Autogegner vergessen oft, beziehungsweise sie wissen es erst gar nicht, dass die Karriere des vom Manne geliebten Brummbrumms eng mit einem gewagten feministischen Akt verbunden ist. Es war nämlich Bertha Benz, die Gattin von Carl Benz, die die Erfindung ihres Mannes auf die Überholspur lenkte. Die couragierte Dame investierte ihr Erbe in eine Verbrennungsmaschine mit dazugehörigen Rädern, die als erstes praxistaugliches Automobil gilt. Der von ihrem Mann entwickelte dreirädrige Motorwagen war aber erst einmal ein Flop, weil niemand wusste, was er damit anfangen sollte.
Aber Bertha Benz wusste es. Als ihre in Pforzheim wohnende Schwester im August 1888 ein Kind zur Welt gebracht hatte, beschloss sie kurzerhand, mit ihren beiden Söhnen dort hin zu fahren. Wozu hat man schließlich ein Auto in der Garage (damals hieß das noch Motorwagen oder pferdelose Kutsche). Von der Werkstatt ihres Mannes in Mannheim nach Pforzheim waren es 106 Kilometer.
Bertha Benz hatte keinen Führerschein, sowas gab es aber auch noch nicht. Dafür gab es ein Fahrverbot der Mannheimer Polizei für den Motorwagen (ganz nebenbei: Fahrverbote haben in deutschen Städten somit eine Tradition von 130 Jahren, damals fürchtete man allerdings nicht die Luftverschmutzung, sondern scheuende Pferde). Der erste Benz durfte deshalb nur auf ein paar Kilometern ausgewiesener Teststrecke bewegt werden. Was Bertha Benz nicht die Bohne interessierte. Sie brach im Morgengrauen auf, selbstverständlich ohne ihren Göttergatten vorher informiert zu haben. Der ängstliche Carl hätte es garantiert verboten.

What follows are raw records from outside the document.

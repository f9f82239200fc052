/// Errors raised while talking to the agent's COM server.
#[derive(Debug, thiserror::Error)]
pub enum AgentError {
    #[cfg(windows)]
    #[error("COM call failed: {0}")]
    Com(#[from] windows::core::Error),

    /// The agent object carries no type information for its events.
    #[error("{0} exposes no type library")]
    NoTypeLibrary(String),

    /// The agent's coclass declares no default source interface.
    #[error("{0} declares no default event interface")]
    NoSourceInterface(String),

    #[error("the SentinelOne agent COM server is only available on Windows")]
    Unsupported,
}
/// Data model for agent notifications.
///
/// Re-exports the device-control event record and its event-type enum.
pub mod device_event;

pub use device_event::{DeviceEvent, DeviceEventType};
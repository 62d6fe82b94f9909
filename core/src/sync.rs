//! Lock helpers.
//!
//! A panic inside a listener or host callback must not wedge every later
//! reader of the same scope, so poisoned locks are recovered rather than
//! propagated.

use std::sync::{Mutex, MutexGuard, RwLock, RwLockReadGuard, RwLockWriteGuard};

pub(crate) fn lock<T>(mutex: &Mutex<T>) -> MutexGuard<'_, T> {
    mutex.lock().unwrap_or_else(|poisoned| poisoned.into_inner())
}

pub(crate) fn read<T>(lock: &RwLock<T>) -> RwLockReadGuard<'_, T> {
    lock.read().unwrap_or_else(|poisoned| poisoned.into_inner())
}

pub(crate) fn write<T>(lock: &RwLock<T>) -> RwLockWriteGuard<'_, T> {
    lock.write().unwrap_or_else(|poisoned| poisoned.into_inner())
}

So viele Apotheken wie heute Tesla-Ladestationen
An diesem Tag emanzipierte sich Bertha von männlichen Vorschriften und außerdem die Menschheit von der Eisenbahn. Sie landete gleichsam einen freiheitlichen Doppelsieg, denn die Tour klappte – wenn auch nicht ganz ohne Hindernisse. So musste in den Apotheken am Wegesrand Ligroin, auch bekannt als Waschbenzin, zum Nachtanken aufgetrieben werden (es gab ungefähr so viele Apotheken wie heute Tesla-Ladestationen). Die Alltagstauglichkeit des Automobils war jedenfalls bewiesen und die knatternden Dinger fanden immer mehr Käufer.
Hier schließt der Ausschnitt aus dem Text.